¿Dónde están los abogados cristianos?
Doña Cuaresma
Tengo una mala salud de hierro. Hipotiroidismo, fibromialgia, migrañas, fotosensibilidad, artritis, artrosis y hasta carnavalitis crónica. En la primera planta del centro de salud de Cervantes hay una placa con mi nombre en una consulta. Soy paciente honorífica. Ya he enterrado a tres médicos de cabecera, de estos que en los 80 te decían moviendo un bigote amarillento de nicotina y con un Fortuna en la mano que fumar mata.
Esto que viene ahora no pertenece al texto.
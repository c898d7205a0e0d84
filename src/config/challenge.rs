//! Challenge configuration types

use chrono::{DateTime, Utc};
use serde::{Deserialize, Serialize};

/// Time-boxed challenge definition
#[derive(Debug, Clone, Serialize, Deserialize)]
pub struct ChallengeConfig {
    pub id: String,

    pub name: String,

    #[serde(default)]
    pub description: String,

    pub starts_at: DateTime<Utc>,

    /// Exclusive end of the active window
    pub ends_at: DateTime<Utc>,

    /// Progress required to complete
    pub target: i64,

    pub points_reward: i64,

    /// Optional badge shown on completion
    #[serde(default, skip_serializing_if = "Option::is_none")]
    pub badge: Option<String>,
}
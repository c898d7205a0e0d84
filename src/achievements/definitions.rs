//! Achievement definitions and metadata
//!
//! Definitions come from configuration; [`default_achievements`] is the
//! built-in set written by `loyalty init`.

use std::collections::HashMap;

use serde::{Deserialize, Serialize};

use crate::config::AchievementConfig;
use crate::error::{LoyaltyError, LoyaltyResult};

/// How rare an achievement is, for display grouping
#[derive(Debug, Clone, Copy, Default, PartialEq, Eq, PartialOrd, Ord, Hash, Serialize, Deserialize)]
#[serde(rename_all = "lowercase")]
pub enum Rarity {
    #[default]
    Common,
    Uncommon,
    Rare,
    Epic,
    Legendary,
}

impl Rarity {
    pub fn as_str(&self) -> &'static str {
        match self {
            Self::Common => "common",
            Self::Uncommon => "uncommon",
            Self::Rare => "rare",
            Self::Epic => "epic",
            Self::Legendary => "legendary",
        }
    }
}

/// Unlock condition evaluated against recorded activity events
#[derive(Debug, Clone, PartialEq, Eq, Serialize, Deserialize)]
#[serde(tag = "type", rename_all = "snake_case")]
pub enum Criteria {
    /// At least `threshold` events of this type
    Count {
        event: String,
        threshold: u64,
        #[serde(default, skip_serializing_if = "Option::is_none")]
        window_days: Option<u32>,
    },
    /// A single event whose value is at least `threshold`
    SingleValue {
        event: String,
        threshold: i64,
        #[serde(default, skip_serializing_if = "Option::is_none")]
        window_days: Option<u32>,
    },
    /// Event values summing to at least `threshold`
    TotalValue {
        event: String,
        threshold: i64,
        #[serde(default, skip_serializing_if = "Option::is_none")]
        window_days: Option<u32>,
    },
}

impl Criteria {
    /// Event type this criterion listens to
    pub fn event(&self) -> &str {
        match self {
            Self::Count { event, .. }
            | Self::SingleValue { event, .. }
            | Self::TotalValue { event, .. } => event,
        }
    }

    pub fn window_days(&self) -> Option<u32> {
        match self {
            Self::Count { window_days, .. }
            | Self::SingleValue { window_days, .. }
            | Self::TotalValue { window_days, .. } => *window_days,
        }
    }
}

/// Achievement definition with all metadata
#[derive(Debug, Clone, PartialEq)]
pub struct Achievement {
    pub id: String,
    pub name: String,
    pub description: String,
    pub criteria: Criteria,
    pub points_reward: i64,
    pub rarity: Rarity,
}

impl From<&AchievementConfig> for Achievement {
    fn from(config: &AchievementConfig) -> Self {
        Self {
            id: config.id.clone(),
            name: config.name.clone(),
            description: config.description.clone(),
            criteria: config.criteria.clone(),
            points_reward: config.points_reward,
            rarity: config.rarity,
        }
    }
}

/// Validated, read-only set of achievement definitions
#[derive(Debug, Clone, Default)]
pub struct AchievementCatalog {
    achievements: Vec<Achievement>,
    by_event: HashMap<String, Vec<usize>>,
}

impl AchievementCatalog {
    pub fn new(configs: &[AchievementConfig]) -> LoyaltyResult<Self> {
        let mut achievements: Vec<Achievement> = Vec::with_capacity(configs.len());
        let mut by_event: HashMap<String, Vec<usize>> = HashMap::new();

        for config in configs {
            if config.id.trim().is_empty() {
                return Err(LoyaltyError::Configuration(
                    "achievement id must not be empty".to_string(),
                ));
            }
            if achievements.iter().any(|a| a.id == config.id) {
                return Err(LoyaltyError::Configuration(format!(
                    "duplicate achievement id: {}",
                    config.id
                )));
            }
            if config.points_reward < 0 {
                return Err(LoyaltyError::Configuration(format!(
                    "achievement {} has a negative reward",
                    config.id
                )));
            }
            let threshold_ok = match &config.criteria {
                Criteria::Count { threshold, .. } => *threshold > 0,
                Criteria::SingleValue { threshold, .. } | Criteria::TotalValue { threshold, .. } => {
                    *threshold > 0
                }
            };
            if !threshold_ok {
                return Err(LoyaltyError::Configuration(format!(
                    "achievement {} needs a positive threshold",
                    config.id
                )));
            }

            by_event
                .entry(config.criteria.event().to_string())
                .or_default()
                .push(achievements.len());
            achievements.push(Achievement::from(config));
        }

        Ok(Self {
            achievements,
            by_event,
        })
    }

    pub fn get(&self, id: &str) -> Option<&Achievement> {
        self.achievements.iter().find(|a| a.id == id)
    }

    /// Achievements whose criteria reference `event_type`
    pub fn for_event(&self, event_type: &str) -> Vec<&Achievement> {
        self.by_event
            .get(event_type)
            .map(|idx| idx.iter().map(|&i| &self.achievements[i]).collect())
            .unwrap_or_default()
    }

    pub fn all(&self) -> &[Achievement] {
        &self.achievements
    }

    pub fn len(&self) -> usize {
        self.achievements.len()
    }

    pub fn is_empty(&self) -> bool {
        self.achievements.is_empty()
    }
}

fn achievement(
    id: &str,
    name: &str,
    description: &str,
    criteria: Criteria,
    points_reward: i64,
    rarity: Rarity,
) -> AchievementConfig {
    AchievementConfig {
        id: id.to_string(),
        name: name.to_string(),
        description: description.to_string(),
        criteria,
        points_reward,
        rarity,
    }
}

/// Built-in achievements
pub fn default_achievements() -> Vec<AchievementConfig> {
    let count = |event: &str, threshold: u64, window_days: Option<u32>| Criteria::Count {
        event: event.to_string(),
        threshold,
        window_days,
    };

    vec![
        // === PURCHASES ===
        achievement(
            "first_purchase",
            "First Steps",
            "Complete your first purchase",
            count("purchase", 1, None),
            25,
            Rarity::Common,
        ),
        achievement(
            "regular",
            "Regular",
            "Complete 10 purchases",
            count("purchase", 10, None),
            100,
            Rarity::Uncommon,
        ),
        achievement(
            "big_spender",
            "Big Spender",
            "Earn 500 points from a single purchase",
            Criteria::SingleValue {
                event: "purchase".to_string(),
                threshold: 500,
                window_days: None,
            },
            150,
            Rarity::Rare,
        ),
        achievement(
            "high_roller",
            "High Roller",
            "Earn 10,000 points from purchases",
            Criteria::TotalValue {
                event: "purchase".to_string(),
                threshold: 10_000,
                window_days: None,
            },
            1_000,
            Rarity::Legendary,
        ),
        // === SOCIAL ===
        achievement(
            "social_butterfly",
            "Social Butterfly",
            "Share 5 times within 30 days",
            count("share", 5, Some(30)),
            50,
            Rarity::Uncommon,
        ),
        // === REFERRALS ===
        achievement(
            "first_referral",
            "Word of Mouth",
            "Refer your first friend",
            count("referral", 1, None),
            50,
            Rarity::Common,
        ),
        achievement(
            "ambassador",
            "Ambassador",
            "Refer 10 friends",
            count("referral", 10, None),
            500,
            Rarity::Epic,
        ),
    ]
}
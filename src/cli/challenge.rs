//! Challenge commands

use anyhow::Result;

use super::member::print_events;
use super::{Paths, open_service};

pub fn join_command(paths: &Paths, member_id: &str, challenge_id: &str) -> Result<()> {
    let service = open_service(paths)?;
    let outcome = service.join_challenge(member_id, challenge_id)?;

    if outcome.already_joined {
        println!("{} already joined {}", member_id, challenge_id);
    } else {
        println!("{} joined {}", member_id, challenge_id);
    }
    println!("  Progress: {}", outcome.participation.progress);

    Ok(())
}

pub fn progress_command(
    paths: &Paths,
    member_id: &str,
    challenge_id: &str,
    delta: i64,
) -> Result<()> {
    let service = open_service(paths)?;
    let report = service.report_challenge_progress(member_id, challenge_id, delta)?;
    let outcome = &report.outcome;
    let challenge = service.challenge_catalog().get(challenge_id)?;

    println!(
        "Progress: {}/{}",
        outcome.participation.progress, challenge.target
    );
    print_events(&report.events);
    if outcome.completed_now {
        if let Some(badge) = &challenge.badge {
            println!("  Badge earned: {}", badge);
        }
    }

    Ok(())
}

pub fn leaderboard_command(paths: &Paths, challenge_id: &str) -> Result<()> {
    let service = open_service(paths)?;
    let status = service.challenge_status(challenge_id)?;
    let board = service.get_leaderboard(challenge_id)?;

    println!("Leaderboard {} [{}]:\n", challenge_id, status);
    if board.is_empty() {
        println!("  No participants yet.");
        return Ok(());
    }
    for entry in board {
        let done = if entry.completed_at.is_some() { "done" } else { "" };
        println!(
            "  {:>3}. {:<38} {:>8} {}",
            entry.rank, entry.member_id, entry.progress, done
        );
    }

    Ok(())
}
//! Per-member serialization for ledger mutations

use std::collections::HashMap;
use std::sync::Arc;
use std::time::Duration;

use parking_lot::{ArcMutexGuard, Mutex, RawMutex};
use tracing::warn;

use crate::error::{LoyaltyError, LoyaltyResult};

type LockTable = Mutex<HashMap<String, Arc<Mutex<()>>>>;

/// Lock table keyed by member id.
///
/// Locks are acquired with a bounded wait; on timeout the operation fails with
/// [`LoyaltyError::Busy`] instead of blocking forever. Locks are not reentrant,
/// so a caller holding a guard must not acquire the same member again.
///
/// A slot lives only while some caller holds or waits on it, so the table is
/// bounded by the number of in-flight operations.
pub struct MemberLocks {
    table: Arc<LockTable>,
    timeout: Duration,
}

/// Held locks for one or more members. Released on drop.
pub struct MemberGuard {
    members: Vec<String>,
    guards: Vec<ArcMutexGuard<RawMutex, ()>>,
    table: Arc<LockTable>,
}

impl MemberGuard {
    pub fn members(&self) -> &[String] {
        &self.members
    }
}

impl Drop for MemberGuard {
    fn drop(&mut self) {
        self.guards.clear();
        prune(&self.table, &self.members);
    }
}

/// Drop slots nobody else references. Clones are only taken under the table
/// lock, so a count of one means no holder and no waiter.
fn prune(table: &LockTable, ids: &[String]) {
    let mut table = table.lock();
    for id in ids {
        if table.get(id).is_some_and(|slot| Arc::strong_count(slot) == 1) {
            table.remove(id);
        }
    }
}

impl std::fmt::Debug for MemberGuard {
    fn fmt(&self, f: &mut std::fmt::Formatter<'_>) -> std::fmt::Result {
        f.debug_struct("MemberGuard")
            .field("members", &self.members)
            .finish()
    }
}

impl MemberLocks {
    pub fn new(timeout: Duration) -> Self {
        Self {
            table: Arc::new(Mutex::new(HashMap::new())),
            timeout,
        }
    }

    pub fn timeout(&self) -> Duration {
        self.timeout
    }

    /// Number of slots currently in the table
    pub fn tracked(&self) -> usize {
        self.table.lock().len()
    }

    fn slot(&self, member_id: &str) -> Arc<Mutex<()>> {
        let mut table = self.table.lock();
        table
            .entry(member_id.to_string())
            .or_insert_with(|| Arc::new(Mutex::new(())))
            .clone()
    }

    /// Lock a single member
    pub fn acquire(&self, member_id: &str) -> LoyaltyResult<MemberGuard> {
        self.acquire_all([member_id])
    }

    /// Lock two members. Order of arguments does not matter.
    pub fn acquire_pair(&self, a: &str, b: &str) -> LoyaltyResult<MemberGuard> {
        self.acquire_all([a, b])
    }

    /// Lock a set of members in sorted id order so concurrent multi-member
    /// operations cannot deadlock
    pub fn acquire_all<'a>(
        &self,
        member_ids: impl IntoIterator<Item = &'a str>,
    ) -> LoyaltyResult<MemberGuard> {
        let mut ids: Vec<String> = member_ids.into_iter().map(str::to_string).collect();
        ids.sort();
        ids.dedup();

        let mut guards = Vec::with_capacity(ids.len());
        for id in &ids {
            let slot = self.slot(id);
            let locked = slot.try_lock_arc_for(self.timeout);
            drop(slot);
            match locked {
                Some(guard) => guards.push(guard),
                None => {
                    // Release what we hold and forget slots left unused
                    drop(guards);
                    prune(&self.table, &ids);
                    warn!(member_id = %id, timeout_ms = self.timeout.as_millis() as u64, "Member lock timed out");
                    return Err(LoyaltyError::Busy {
                        member_id: id.clone(),
                    });
                }
            }
        }

        Ok(MemberGuard {
            members: ids,
            guards,
            table: Arc::clone(&self.table),
        })
    }
}

impl Default for MemberLocks {
    fn default() -> Self {
        Self::new(Duration::from_secs(5))
    }
}

#[cfg(test)]
mod tests {
    use super::*;
    use std::sync::atomic::{AtomicUsize, Ordering};
    use std::thread;

    #[test]
    fn test_pair_is_sorted_and_deduped() {
        let locks = MemberLocks::default();
        let guard = locks.acquire_pair("b", "a").unwrap();
        assert_eq!(guard.members(), ["a".to_string(), "b".to_string()]);
        drop(guard);

        let guard = locks.acquire_pair("a", "a").unwrap();
        assert_eq!(guard.members().len(), 1);
    }

    #[test]
    fn test_timeout_returns_busy() {
        let locks = MemberLocks::new(Duration::from_millis(20));
        let _held = locks.acquire("m1").unwrap();

        let err = locks.acquire("m1").unwrap_err();
        assert!(matches!(err, LoyaltyError::Busy { ref member_id } if member_id == "m1"));
        // Other members are unaffected
        assert!(locks.acquire("m2").is_ok());
    }

    #[test]
    fn test_released_slots_are_pruned() {
        let locks = MemberLocks::new(Duration::from_millis(20));
        let held = locks.acquire_pair("m1", "m2").unwrap();
        assert_eq!(locks.tracked(), 2);

        assert!(locks.acquire("m1").is_err());
        assert_eq!(locks.tracked(), 2);

        drop(held);
        assert_eq!(locks.tracked(), 0);

        for i in 0..100 {
            drop(locks.acquire(&format!("member-{i}")).unwrap());
        }
        assert_eq!(locks.tracked(), 0);
    }

    #[test]
    fn test_guard_serializes_threads() {
        let locks = Arc::new(MemberLocks::default());
        let inside = Arc::new(AtomicUsize::new(0));
        let max_seen = Arc::new(AtomicUsize::new(0));

        let handles: Vec<_> = (0..8)
            .map(|_| {
                let locks = Arc::clone(&locks);
                let inside = Arc::clone(&inside);
                let max_seen = Arc::clone(&max_seen);
                thread::spawn(move || {
                    let _guard = locks.acquire("shared").unwrap();
                    let now = inside.fetch_add(1, Ordering::SeqCst) + 1;
                    max_seen.fetch_max(now, Ordering::SeqCst);
                    thread::sleep(Duration::from_millis(2));
                    inside.fetch_sub(1, Ordering::SeqCst);
                })
            })
            .collect();
        for h in handles {
            h.join().unwrap();
        }
        assert_eq!(max_seen.load(Ordering::SeqCst), 1);
    }
}
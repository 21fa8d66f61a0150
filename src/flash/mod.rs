//! Flash Module
//!
//! Raw access to block-erasable non-volatile memory.
//!
//! ## Responsibilities
//! - Erase, read and write whole sectors
//! - Report device geometry (replaces linker-provided flash symbols)
//!
//! ## Device Layout
//! ```text
//! sector 0                                   sector_count - 1
//! ┌──────────────────────────────┬──────┬──────────────────┐
//! │ application / filesystem ... │ pool │ system reserved  │
//! └──────────────────────────────┴──────┴──────────────────┘
//!                                   ▲    ▲
//!                  last_usable_sector    reserved_boundary
//! ```
//! The rotation pool sits directly below `reserved_boundary` and grows downward.

mod file;
mod memory;

pub use file::FileFlash;
pub use memory::MemFlash;

use crate::error::{Result, RotateError};

/// Raw sector primitives of a flash device
///
/// Writes only clear bits on real NOR flash, so callers erase before writing.
pub trait Flash {
    /// Device geometry
    fn geometry(&self) -> Geometry;

    /// Erase one sector (all bytes become 0xFF)
    fn erase(&mut self, sector: u32) -> Result<()>;

    /// Read `buf.len()` bytes starting at `offset` within `sector`
    fn read(&mut self, sector: u32, offset: usize, buf: &mut [u8]) -> Result<()>;

    /// Program `data` at the start of `sector`
    fn write(&mut self, sector: u32, data: &[u8]) -> Result<()>;
}

/// Value of an erased flash byte
pub const ERASED_BYTE: u8 = 0xFF;

/// Physical layout of a flash device
#[derive(Debug, Clone, Copy, PartialEq, Eq)]
pub struct Geometry {
    /// Bytes per erasable sector
    pub sector_size: usize,

    /// Total addressable sectors
    pub sector_count: u32,

    /// First sector of the trailing system-reserved region
    pub reserved_boundary: u32,
}

impl Geometry {
    /// Create a validated geometry
    pub fn new(sector_size: usize, sector_count: u32, reserved_boundary: u32) -> Result<Self> {
        let geometry = Self {
            sector_size,
            sector_count,
            reserved_boundary,
        };
        geometry.validate()?;
        Ok(geometry)
    }

    /// Check a geometry that may have been built field by field
    pub fn validate(&self) -> Result<()> {
        if self.sector_size < crate::rotate::METADATA_LEN {
            return Err(RotateError::ConfigRejected(format!(
                "sector size {} too small",
                self.sector_size
            )));
        }
        if self.reserved_boundary == 0 || self.reserved_boundary > self.sector_count {
            return Err(RotateError::ConfigRejected(format!(
                "reserved boundary {} outside 1..={}",
                self.reserved_boundary, self.sector_count
            )));
        }
        Ok(())
    }

    /// Last sector available to user data (0 for an invalid geometry)
    pub fn last_usable_sector(&self) -> u32 {
        self.reserved_boundary.saturating_sub(1)
    }

    /// Number of sectors in the system-reserved tail
    pub fn reserved_sector_count(&self) -> u32 {
        self.sector_count.saturating_sub(self.reserved_boundary)
    }

    /// Total device size in bytes
    pub fn total_size(&self) -> u64 {
        self.sector_size as u64 * u64::from(self.sector_count)
    }

    /// Reject accesses outside the device or outside one sector
    pub(crate) fn check_access(&self, sector: u32, offset: usize, len: usize) -> Result<()> {
        if sector >= self.sector_count {
            return Err(RotateError::SectorOutOfRange {
                sector,
                limit: self.sector_count.saturating_sub(1),
            });
        }
        match offset.checked_add(len) {
            Some(end) if end <= self.sector_size => Ok(()),
            _ => Err(RotateError::AddressOutOfRange {
                address: offset.saturating_add(len),
                size: self.sector_size,
            }),
        }
    }
}
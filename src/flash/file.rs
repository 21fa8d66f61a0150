//! File-backed flash
//!
//! Emulates a flash device inside an image file.
//!
//! ## Image Format
//! ```text
//! ┌─────────────────────────────────────────────────────────────┐
//! │ Header (18 bytes)                                           │
//! │   Magic: "FRIM" (4) | Version: u16 (2)                      │
//! │   SectorSize: u32 (4) | SectorCount: u32 (4)                │
//! │   ReservedBoundary: u32 (4)                                 │
//! ├─────────────────────────────────────────────────────────────┤
//! │ Sector 0 (sector_size bytes)                                │
//! │ Sector 1                                                    │
//! │ ...                                                         │
//! └─────────────────────────────────────────────────────────────┘
//! ```

use std::fs::{File, OpenOptions};
use std::io::{Read, Seek, SeekFrom, Write};
use std::path::{Path, PathBuf};

use tracing::debug;

use crate::error::{Result, RotateError};

use super::{Flash, Geometry, ERASED_BYTE};

/// Magic bytes identifying a flash image
const MAGIC: &[u8; 4] = b"FRIM";

/// Current image format version
const VERSION: u16 = 1;

/// Header size: Magic (4) + Version (2) + 3 × u32 (12) = 18 bytes
const HEADER_SIZE: u64 = 18;

/// Flash device stored in an image file
pub struct FileFlash {
    path: PathBuf,
    file: File,
    geometry: Geometry,
}

impl FileFlash {
    /// Create (or truncate) an image with every sector erased
    pub fn create(path: &Path, geometry: Geometry) -> Result<Self> {
        let file = OpenOptions::new()
            .create(true)
            .read(true)
            .write(true)
            .truncate(true)
            .open(path)?;

        let mut flash = Self {
            path: path.to_path_buf(),
            file,
            geometry,
        };

        let mut header = Vec::with_capacity(HEADER_SIZE as usize);
        header.extend_from_slice(MAGIC);
        header.extend_from_slice(&VERSION.to_le_bytes());
        header.extend_from_slice(&(geometry.sector_size as u32).to_le_bytes());
        header.extend_from_slice(&geometry.sector_count.to_le_bytes());
        header.extend_from_slice(&geometry.reserved_boundary.to_le_bytes());
        flash.file.write_all(&header)?;

        let erased = vec![ERASED_BYTE; geometry.sector_size];
        for _ in 0..geometry.sector_count {
            flash.file.write_all(&erased)?;
        }
        flash.file.sync_all()?;

        debug!(
            path = %flash.path.display(),
            sectors = geometry.sector_count,
            sector_size = geometry.sector_size,
            "Created flash image"
        );

        Ok(flash)
    }

    /// Open an existing image
    pub fn open(path: &Path) -> Result<Self> {
        let mut file = OpenOptions::new().read(true).write(true).open(path)?;
        let file_size = file.metadata()?.len();

        let mut header = [0u8; HEADER_SIZE as usize];
        file.read_exact(&mut header)?;

        if &header[0..4] != MAGIC {
            return Err(RotateError::InvalidImage(format!(
                "expected magic FRIM, got {:?}",
                &header[0..4]
            )));
        }

        let version = u16::from_le_bytes([header[4], header[5]]);
        if version != VERSION {
            return Err(RotateError::InvalidImage(format!(
                "unsupported version {}",
                version
            )));
        }

        let field = |at: usize| u32::from_le_bytes([header[at], header[at + 1], header[at + 2], header[at + 3]]);
        let geometry = Geometry::new(field(6) as usize, field(10), field(14))
            .map_err(|e| RotateError::InvalidImage(e.to_string()))?;

        let expected = HEADER_SIZE + geometry.total_size();
        if file_size != expected {
            return Err(RotateError::InvalidImage(format!(
                "size {} does not match geometry ({} expected)",
                file_size, expected
            )));
        }

        Ok(Self {
            path: path.to_path_buf(),
            file,
            geometry,
        })
    }

    /// Path of the image file
    pub fn path(&self) -> &Path {
        &self.path
    }

    fn seek_to(&mut self, sector: u32, offset: usize) -> Result<()> {
        let position =
            HEADER_SIZE + u64::from(sector) * self.geometry.sector_size as u64 + offset as u64;
        self.file.seek(SeekFrom::Start(position))?;
        Ok(())
    }
}

impl Flash for FileFlash {
    fn geometry(&self) -> Geometry {
        self.geometry
    }

    fn erase(&mut self, sector: u32) -> Result<()> {
        self.geometry.check_access(sector, 0, 0)?;
        self.seek_to(sector, 0)?;
        let erased = vec![ERASED_BYTE; self.geometry.sector_size];
        self.file
            .write_all(&erased)
            .and_then(|_| self.file.sync_all())
            .map_err(|_| RotateError::EraseFailed { sector })
    }

    fn read(&mut self, sector: u32, offset: usize, buf: &mut [u8]) -> Result<()> {
        self.geometry.check_access(sector, offset, buf.len())?;
        self.seek_to(sector, offset)?;
        self.file
            .read_exact(buf)
            .map_err(|_| RotateError::ReadFailed { sector })
    }

    fn write(&mut self, sector: u32, data: &[u8]) -> Result<()> {
        self.geometry.check_access(sector, 0, data.len())?;

        // Program semantics: bits only go from 1 to 0
        let mut current = vec![0u8; data.len()];
        self.read(sector, 0, &mut current)?;
        for (cell, byte) in current.iter_mut().zip(data) {
            *cell &= *byte;
        }

        self.seek_to(sector, 0)?;
        self.file
            .write_all(&current)
            .and_then(|_| self.file.sync_all())
            .map_err(|_| RotateError::WriteFailed { sector })
    }
}
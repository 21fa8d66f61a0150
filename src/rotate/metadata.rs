//! Metadata block codec

use crate::error::{Result, RotateError};

/// Metadata block size: Checksum (2) + Counter (1)
pub const METADATA_LEN: usize = 3;

/// Checksum position within the block (big endian, 2 bytes)
pub const CHECKSUM_OFFSET: usize = 0;

/// Generation counter position within the block
pub const COUNTER_OFFSET: usize = 2;

/// Integrity and recency stamp embedded in every sector copy
#[derive(Debug, Clone, Copy, PartialEq, Eq)]
pub struct Metadata {
    pub checksum: u16,
    pub counter: u8,
}

impl Metadata {
    /// Decode the block at `offset`
    pub fn read(buffer: &[u8], offset: usize) -> Result<Self> {
        let block = block(buffer, offset)?;
        Ok(Self {
            checksum: u16::from_be_bytes([block[CHECKSUM_OFFSET], block[CHECKSUM_OFFSET + 1]]),
            counter: block[COUNTER_OFFSET],
        })
    }

    /// Encode the block at `offset`, leaving every other byte untouched
    pub fn write(&self, buffer: &mut [u8], offset: usize) -> Result<()> {
        let len = buffer.len();
        let block = offset
            .checked_add(METADATA_LEN)
            .and_then(|end| buffer.get_mut(offset..end))
            .ok_or_else(|| out_of_range(offset, len))?;
        block[CHECKSUM_OFFSET..CHECKSUM_OFFSET + 2].copy_from_slice(&self.checksum.to_be_bytes());
        block[COUNTER_OFFSET] = self.counter;
        Ok(())
    }
}

fn block(buffer: &[u8], offset: usize) -> Result<&[u8]> {
    offset
        .checked_add(METADATA_LEN)
        .and_then(|end| buffer.get(offset..end))
        .ok_or_else(|| out_of_range(offset, buffer.len()))
}

fn out_of_range(offset: usize, size: usize) -> RotateError {
    RotateError::AddressOutOfRange {
        address: offset.saturating_add(METADATA_LEN - 1),
        size,
    }
}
Lo que mata es rendirse, y yo no lo hago. Nunca he tenido problemas sanitarios, aunque tengo que reconocer que si se creen estos frescos que van a espachurrarme un pecho para detectar cualquier anomalía van frescos. Lo que me pone enferma es la mala baba de algunos de estos sátrapas de la ultraizquierda. El muchachito este con nombre de canción de Miguel Ríos se la está jugando, porque una cosa es la libertad de expresión y otra el insulto bajuno. Hay que ver las cosas que le ha dicho a mi Juanma Moreno que da gloria verlo, con esa sonrisa y ese peinado que parece uno de esos monaguillos que ponían en las iglesias para recoger las donaciones de los fieles. “Señorito andaluz malparido, miserable rapaz embustero, ilustre fanfarrón mantenido, un próspero y patético ratero, hijo bastardo de Andalucía, maldito perturbado criminal...”. ¿Pero esto qué es Dios mío? Nadie le va a poner una querella a esta chusma. ¿Dónde están los Abogados Cristianos?